I'm the last guy to want to pay high taxes, but I believe that some form of
minimalist government is generally not a bad idea.

What government is really good at is making sure that new transformative
technology, that generally turns into some form of monopoly along the way,
because there was precisely one inventor, gets properly commoditized along the
way.

Examples:

Telephony, Electricity, "Water on demand" like in your shower, THE INTERNET,
healthcare (affordable access to doctors), etc.(?)

None of you would argue that at&t, spring and whoever else is part of that
oligopoly should be able to collude and turn basic telephony into a luxury.
Maybe not so valid anymore because voip, but think 20 years ago.

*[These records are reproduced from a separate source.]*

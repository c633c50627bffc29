use std::time::Duration;

use serde_json::Value;
use tracing::debug;
use url::Url;

use super::{Address, LocationError, Position};

/// Address keys that may hold the first-level administrative division, most
/// specific naming scheme first.
const STATE_KEYS: [&str; 4] = ["state", "province", "region", "state_district"];

const USER_AGENT: &str = concat!(env!("CARGO_PKG_NAME"), "/", env!("CARGO_PKG_VERSION"));

/// Client for a Nominatim-compatible `/reverse` endpoint.
pub struct ReverseGeocoder {
    base_url: String,
    client: reqwest::Client,
}

impl ReverseGeocoder {
    pub fn new(base_url: impl Into<String>, timeout: Duration) -> reqwest::Result<Self> {
        let client = reqwest::Client::builder()
            .timeout(timeout)
            .user_agent(USER_AGENT)
            .build()?;
        Ok(Self {
            base_url: base_url.into(),
            client,
        })
    }

    pub fn reverse_url(&self, position: Position) -> Result<Url, LocationError> {
        let endpoint = format!("{}/reverse", self.base_url.trim_end_matches('/'));
        Url::parse_with_params(
            &endpoint,
            &[
                ("format", "json".to_string()),
                ("lat", position.latitude.to_string()),
                ("lon", position.longitude.to_string()),
                ("zoom", "10".to_string()),
                ("addressdetails", "1".to_string()),
            ],
        )
        .map_err(|_| LocationError::ServiceUnavailable)
    }

    pub async fn reverse(&self, position: Position) -> Result<Address, LocationError> {
        let url = self.reverse_url(position)?;
        debug!("Reverse geocoding via {}", url);

        let response = self
            .client
            .get(url)
            .send()
            .await
            .map_err(|e| LocationError::from_transport(&e, LocationError::ServiceUnavailable))?;

        if !response.status().is_success() {
            return Err(LocationError::ServiceUnavailable);
        }

        let body: Value = response
            .json()
            .await
            .map_err(|e| LocationError::from_transport(&e, LocationError::ServiceUnavailable))?;

        address_from_json(&body)
    }
}

/// Extract state and country from a reverse-geocoding reply.
pub fn address_from_json(body: &Value) -> Result<Address, LocationError> {
    let address = body.get("address").ok_or(LocationError::AddressIncomplete)?;

    let text = |key: &str| {
        address
            .get(key)
            .and_then(Value::as_str)
            .map(str::trim)
            .filter(|value| !value.is_empty())
            .map(str::to_string)
    };

    let state = STATE_KEYS.iter().find_map(|&key| text(key));
    let country = text("country");

    match (state, country) {
        (Some(state), Some(country)) => Ok(Address { state, country }),
        _ => Err(LocationError::AddressIncomplete),
    }
}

Same goes for electricity and The InternetTM, which is basically a goddess
that we nerds pray to.

No one in their right mind, except for some legislators and billionaire
idiots, would argue against net neutrality. Theres way too much at stake
there. This is one of the very few true government functions, in my opinion.
Ensuring access to utilities (and at this point, the internet is a utility. it
is cheap to provide and runs the world). I have no problem with a couple
actors getting really rich providing internet access, but that privilege
should come with some rules, because the implications for society would be
immense.

^This is a natural monopoly.

The same goes for healthcare. Healthcare is immensely important to society as
a whole. Even ignoring the personal hardship of slowly withering away, having
large amounts of people die for decades costs a lot of money (because we don't
really let them die, there are all kinds of other subsidies that absorb some
cost of the dying, like social security).

Providing Healthcare is easy. Maybe not in absolute terms, but given where we
are at as a society, treating common ailments, even acutely life-threatening
ones like pneumonia, is pretty simple. In fact, we've gotten so good at
healthcare that we are continually driving up cancer as a leading cause of
death, simply because there are not many other causes of death left.

Healthcare is a monopoly in that who gets to practice medicine is strictly
regulated. Government agencies decide who gets to be a doctor and who doesn't.
The process that promotes people to doctors is probably somewhat fair and
efficient, but that doesn't change the facts. Beyond that, there is a weird
kind of monopolistic process to getting sick. People who get sick are
routinely not responsible for getting sick. A sick person NEEDS healthcare.
There are no effective alternatives to dealing with sickness (other than
suffering through it). Therefore, all hospitals hold mini-monopolies over
their region, and it has been shown that hospitals do not engage in market
mechanics. Where there are multiple hospitals to choose from, they are usually
being acquired by companies to cut out the price competition.

A very small percentage of people who've got access to healthcare pay for it
themselves, anyway. Companies pay for it, establishing a clear rift between
those who work and those who don't. And people who are sick can't find work,
for obvious reasons. Companies who are serious about the health of their
employees view healthcare as a necessity. But they don't bill it as a
necessity. They call it a perk. People who work are inherently better than
those who don't.

Last point: Opponents of regulated healthcare claim that it rewards
inefficiency. I agree with government fucking a lot of programs up in terms of
costs, but the american healthcare systems is one of the most expensive in the
world, even when just compared to those that are operated entirely by
governments. It seems to me that the government staying out of it rewards
inefficiency, in this case.

I hold a health insurance policy from an international healthcare provider,
that is not tied to any single one jurisdiction in particular. It costs me
about $1.5k per year, for state of the art healthcare, anywhere in the world,
except the U.S. (means that wherever I am, if I get sick I can walk into a
healthcare facility of my choice and receive treatment. If the countries'
healthcare standards are deemed too low, they will fly me out to a first world
country when necessary). They have no problem covering the U.S. as well, but
the plan that includes that would be $5k per year.